**PROMPT**: Please restate the material below word for word, from the first line through the one that contains "pub fn sha256(data: &[u8])", inclusive.

**SOURCE MATERIAL**:
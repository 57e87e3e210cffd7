//! Hashing helpers.
//!
//! Transaction ids use `double_sha256` over canonical bytes. BLAKE3 hashes
//! notary receipt payloads.

use sha2::{Digest, Sha256};

/// SHA-256 of `data`.
pub fn sha256(data: &[u8]) -> [u8; 32] {
    let mut hasher = Sha256::new();
    hasher.update(data);
    hasher.finalize().into()
}

/// `SHA-256(SHA-256(data))`.
pub fn double_sha256(data: &[u8]) -> [u8; 32] {
    sha256(&sha256(data))
}

/// BLAKE3 of `data`.
pub fn blake3_hash(data: &[u8]) -> [u8; 32] {
    *blake3::hash(data).as_bytes()
}

#[cfg(test)]
mod tests {
    use super::*;

    #[test]
    fn sha256_known_vector() {
        assert_eq!(
            hex::encode(sha256(b"abc")),
            "ba7816bf8f01cfea414140de5dae2223b00361a396177a9cb410ff61f20015ad"
        );
    }

    #[test]
    fn double_sha256_differs_from_single() {
        assert_ne!(sha256(b"concord"), double_sha256(b"concord"));
        assert_eq!(double_sha256(b"concord"), sha256(&sha256(b"concord")));
    }

    #[test]
    fn blake3_is_deterministic() {
        assert_eq!(blake3_hash(b"receipt"), blake3_hash(b"receipt"));
        assert_ne!(blake3_hash(b"receipt"), blake3_hash(b"receipts"));
    }
}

**PROBLEM SOLUTION**:
repository 57e87e3e210cffd7
//! Hashing helpers.
//!
//! Transaction ids use `double_sha256` over canonical bytes. BLAKE3 hashes
//! notary receipt payloads.

use sha2::{Digest, Sha256};

/// SHA-256 of `data`.
pub fn sha256(data: &[u8]) -> [u8; 32] {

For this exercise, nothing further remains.